You can also simply do session.get(<TABLE>, (value1, value2)).
8

Use a list comprehension in your where clause:

from sqlalchemy import and_, or_, select

stmt = select(
    [example.c.id, example.c.date, example.c.data]
).where(or_(and_(example.c.id==data[0], example.c.date==data[1])
            for data in interesting_data))

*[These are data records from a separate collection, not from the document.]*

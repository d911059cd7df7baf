use std::env;
use std::path::{Path, PathBuf};
use std::process::{Command, Output};

use log::{debug, info};

use crate::sge::scheduler::{JobId, JobTemplate, Scheduler, SchedulerError, SchedulerSession};

/// Submits jobs by running `qsub -terse`, which prints only the job id
pub struct QsubScheduler {
    program: PathBuf,
}

impl QsubScheduler {
    pub fn new() -> QsubScheduler {
        QsubScheduler::with_program("qsub")
    }

    /// Use a specific `qsub` binary, either a path or a name looked up in `PATH`
    pub fn with_program(program: impl Into<PathBuf>) -> QsubScheduler {
        QsubScheduler { program: program.into() }
    }
}

impl Default for QsubScheduler {
    fn default() -> Self {
        QsubScheduler::new()
    }
}

impl Scheduler for QsubScheduler {
    type Session = QsubSession;

    fn open_session(&self) -> Result<QsubSession, SchedulerError> {
        let program = find_program(&self.program).ok_or_else(|| {
            SchedulerError::new(format!(
                "{} not found, is the SGE environment loaded (SGE_ROOT is {})?",
                self.program.display(),
                env::var("SGE_ROOT").unwrap_or_else(|_| "not set".to_string())
            ))
        })?;
        info!("Using {}", program.display());
        Ok(QsubSession { program })
    }
}

pub struct QsubSession {
    program: PathBuf,
}

/// Job attributes collected until `qsub` is run
#[derive(Debug, Default)]
pub struct QsubTemplate {
    remote_command: Option<PathBuf>,
    job_name: Option<String>,
    native_specification: String,
    working_directory: Option<PathBuf>,
}

impl QsubTemplate {
    /// `qsub` arguments: options first, then the script
    fn arguments(&self) -> Result<Vec<String>, SchedulerError> {
        let script = self
            .remote_command
            .as_ref()
            .ok_or_else(|| SchedulerError::new("job template has no remote command"))?;

        let mut arguments = vec!["-terse".to_string()];
        if let Some(name) = &self.job_name {
            arguments.push("-N".to_string());
            arguments.push(name.clone());
        }
        arguments.extend(self.native_specification.split_whitespace().map(str::to_string));
        arguments.push(script.display().to_string());
        Ok(arguments)
    }
}

impl JobTemplate for QsubTemplate {
    fn set_remote_command(&mut self, command: &Path) -> Result<(), SchedulerError> {
        self.remote_command = Some(command.to_path_buf());
        Ok(())
    }

    fn set_job_name(&mut self, name: &str) -> Result<(), SchedulerError> {
        self.job_name = Some(name.to_string());
        Ok(())
    }

    fn set_native_specification(&mut self, spec: &str) -> Result<(), SchedulerError> {
        self.native_specification = spec.to_string();
        Ok(())
    }

    fn set_working_directory(&mut self, dir: &Path) -> Result<(), SchedulerError> {
        self.working_directory = Some(dir.to_path_buf());
        Ok(())
    }
}

impl SchedulerSession for QsubSession {
    type Template = QsubTemplate;

    fn allocate_job_template(&mut self) -> Result<QsubTemplate, SchedulerError> {
        Ok(QsubTemplate::default())
    }

    fn delete_job_template(&mut self, template: QsubTemplate) -> Result<(), SchedulerError> {
        debug!("Dropping qsub template {:?}", template.job_name);
        Ok(())
    }

    fn run_job(&mut self, template: &QsubTemplate) -> Result<JobId, SchedulerError> {
        let arguments = template.arguments()?;

        let mut qsub = Command::new(&self.program);
        let cmd = qsub.args(&arguments);
        // -cwd resolves against qsub's own working directory
        if let Some(dir) = &template.working_directory {
            cmd.current_dir(dir);
        }
        info!("Running qsub process");
        debug!("{:?}", &cmd);

        let output = cmd
            .output()
            .map_err(|err| {
                SchedulerError::new(format!("{} start failed: {err}", self.program.display()))
            })?;
        let output = check_command_output(output)?;

        let stdout = String::from_utf8_lossy(&output.stdout);
        Ok(JobId::new(stdout.trim()))
    }

    fn close(&mut self) -> Result<(), SchedulerError> {
        debug!("Closing qsub session");
        Ok(())
    }
}

fn check_command_output(output: Output) -> Result<Output, SchedulerError> {
    let status = output.status;
    if !status.success() {
        let message = format!(
            "Stderr: {}\nStdout: {}",
            String::from_utf8_lossy(&output.stderr).trim(),
            String::from_utf8_lossy(&output.stdout).trim()
        );
        return Err(SchedulerError::with_code(message, status.code().unwrap_or(-1)));
    }
    Ok(output)
}

/// Resolve a program the way the shell would: paths are taken as is, bare names searched in `PATH`
fn find_program(program: &Path) -> Option<PathBuf> {
    if program.components().count() > 1 || program.is_absolute() {
        return program.is_file().then(|| program.to_path_buf());
    }
    let path = env::var_os("PATH")?;
    env::split_paths(&path)
        .map(|dir| dir.join(program))
        .find(|candidate| candidate.is_file())
}
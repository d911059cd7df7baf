//! Job requests as the user states them: one script plus its resource needs

/// Normalise free-form queue input into a list of queue names
pub mod queue;
/// Validated per-submission resource request
pub mod resource;
use log::warn;
use serde::Serialize;
use tinytemplate::TinyTemplate;

use crate::request::queue::QueueList;
use crate::sge::scheduler::SchedulerError;

/// Rendering context for queue troubleshooting hints
#[derive(Serialize)]
struct QueueHintsContext {
    queue: String,
}

/// Explain a failed submission
///
/// A rejected job is most often a queue problem (unknown queue, disabled queue, no access), so
/// when queues were requested the hints for checking them are appended. Without queues the
/// scheduler's own message is returned as is.
pub fn diagnose(error: &SchedulerError, queues: &QueueList) -> String {
    let message = error.to_string();
    if queues.is_empty() {
        return message;
    }

    match render_queue_hints(queues) {
        Ok(hints) => format!("{message}\n{hints}"),
        Err(err) => {
            warn!("Can't render queue hints: {err}");
            format!("{message}\nQueue specified: {queues}")
        }
    }
}

/// Render the queue hints using TinyTemplate
fn render_queue_hints(queues: &QueueList) -> Result<String, tinytemplate::error::Error> {
    /// included queue hints template
    static QUEUE_HINTS: &str =
        include_str!(concat!(env!("CARGO_MANIFEST_DIR"), "/data/templates/queue_hints.txt"));
    let mut tt = TinyTemplate::new();
    tt.set_default_formatter(&tinytemplate::format_unescaped);
    tt.add_template("queue_hints", QUEUE_HINTS)?;

    let context = QueueHintsContext { queue: queues.to_string() };
    Ok(tt.render("queue_hints", &context)?.trim_end().to_string())
}
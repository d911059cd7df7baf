use std::path::PathBuf;
use std::process::ExitCode;

use anyhow::{Context, Result};
use clap::Parser;
use log::info;

use qsubmit::backend::Backend;
use qsubmit::receipt::SubmissionReceipt;
use qsubmit::sge::qsub::QsubScheduler;
use qsubmit::{
    submit, ConfigurationError, NativeSpecification, QueueList, ResourceRequest, Submission,
};

/// Submit a single task to an SGE cluster
#[derive(Parser, Debug)]
#[command(name = "qsubmit", version)]
struct Args {
    /// Input shell script file
    #[arg(short = 'i', long = "input", alias = "i", value_name = "SCRIPT")]
    input: PathBuf,

    /// Number of CPUs per task
    #[arg(long, default_value_t = 1, value_parser = clap::value_parser!(u32).range(1..))]
    cpu: u32,

    /// Memory in GB per task (only used if explicitly set)
    #[arg(long, value_name = "GB")]
    mem: Option<u32>,

    /// Virtual memory in GB per task (only used if explicitly set)
    #[arg(long = "h_vmem", value_name = "GB")]
    h_vmem: Option<u32>,

    /// Queue name(s), comma-separated for multiple queues, empty for the cluster default
    #[arg(long, default_value = "scv.q,sci.q", env = "QSUBMIT_QUEUE")]
    queue: String,

    /// SGE project name for resource quota management
    #[arg(short = 'P', long = "sge-project", env = "QSUBMIT_PROJECT")]
    sge_project: Option<String>,

    /// Scheduler client used for the submission
    #[arg(long, value_enum, default_value_t = Backend::Qsub, env = "QSUBMIT_BACKEND")]
    backend: Backend,

    /// Print the native specification and qsub command line without submitting
    #[arg(long)]
    dry_run: bool,

    /// Print a JSON receipt instead of the bare job id
    #[arg(long)]
    json: bool,
}

fn main() -> ExitCode {
    env_logger::init();
    let args = Args::parse();
    info!("Submitting {} with the {} backend", args.input.display(), args.backend);

    let (status, message) = outcome(run(args));
    if let Some(message) = message {
        eprintln!("{message}");
    }
    ExitCode::from(status)
}

/// Exit status and the stderr message for a finished run
fn outcome(result: Result<()>) -> (u8, Option<String>) {
    match result {
        Ok(()) => (0, None),
        Err(err) => (1, Some(format!("Error: {err:#}"))),
    }
}

fn run(args: Args) -> Result<()> {
    let request = build_request(&args)?;

    if args.dry_run {
        info!("--dry-run set, not contacting the scheduler");
        println!("{}", dry_run_text(&request)?);
        return Ok(());
    }

    let submission = submit_with(args.backend, &request)
        .with_context(|| format!("could not submit {}", request.script.display()))?;

    if args.json {
        let receipt = SubmissionReceipt::new(submission, request.script, args.backend);
        println!("{}", serde_json::to_string_pretty(&receipt)?);
    } else {
        println!("{}", submission.job_id);
    }
    Ok(())
}

fn build_request(args: &Args) -> Result<ResourceRequest> {
    let mut request = ResourceRequest::for_script(&args.input, args.cpu)?;
    request.memory_gib = args.mem;
    request.virtual_memory_gib = args.h_vmem;
    request.queues = QueueList::parse(&args.queue);
    Ok(request.with_project(args.sge_project.as_deref())?)
}

fn submit_with(backend: Backend, request: &ResourceRequest) -> Result<Submission> {
    let submission = match backend {
        Backend::Qsub => submit(&QsubScheduler::new(), request)?,
        #[cfg(feature = "drmaa")]
        Backend::Drmaa => submit(&qsubmit::sge::drmaa::DrmaaScheduler::default(), request)?,
        #[cfg(not(feature = "drmaa"))]
        Backend::Drmaa => {
            return Err(ConfigurationError::BackendUnavailable(backend.to_string()).into())
        }
    };
    Ok(submission)
}

/// The native specification and a `qsub` command line that can be pasted into a shell
fn dry_run_text(request: &ResourceRequest) -> Result<String> {
    let spec = NativeSpecification::render(request);
    let dir = request.working_directory().display().to_string();
    let script = request.script.display().to_string();
    Ok(format!(
        "native specification: {spec}\ncd {} && qsub -N {} {spec} {}",
        quote(&dir)?,
        quote(&request.job_name())?,
        quote(&script)?
    ))
}

fn quote(value: &str) -> Result<String> {
    shlex::try_quote(value)
        .map(|quoted| quoted.into_owned())
        .map_err(|err| anyhow::anyhow!("can't quote {value:?} for the shell: {err:?}"))
}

However, a separate issue I noticed is that you're comparing a date column to string data type. The interesting_data list should be

import datetime as dt

interesting_data = (
    (1, dt.date(2016,5,1)), 
    (1, dt.date(2016,6,1)),
    (2, dt.date(2016,6,1)),
    (3, dt.date(2016,6,1)),
    (3, dt.date(2016,6,1)),
)

Also, note that it is possible to create a basic statement, and then add clauses to it incrementally, leading to (hopefully) better legibility and code reuse.

So, it would be possible to write the above as

base_stmt = select([example.c.id, example.c.date, example.c.data])
wheres = or_(and_(example.c.id==data[0], example.c.date==data[1])
             for data in interesting_data))
stmt = base_stmt.where(wheres)

This generates the following sql (new-lines & spaces added by me):

SELECT example.id, example.date, example.data 
FROM example 
WHERE 
   example.id = :id_1 AND example.date = :date_1 
OR example.id = :id_2 AND example.date = :date_2
OR example.id = :id_3 AND example.date = :date_3 
OR example.id = :id_4 AND example.date = :date_4 
OR example.id = :id_5 AND example.date = :date_5

note: if you have a lot of rows to filter like this, it may be more efficient to create a temporary table, insert rows into this temporary table from interesting_data, and then inner join to this table, rather than add the where clause as shown above.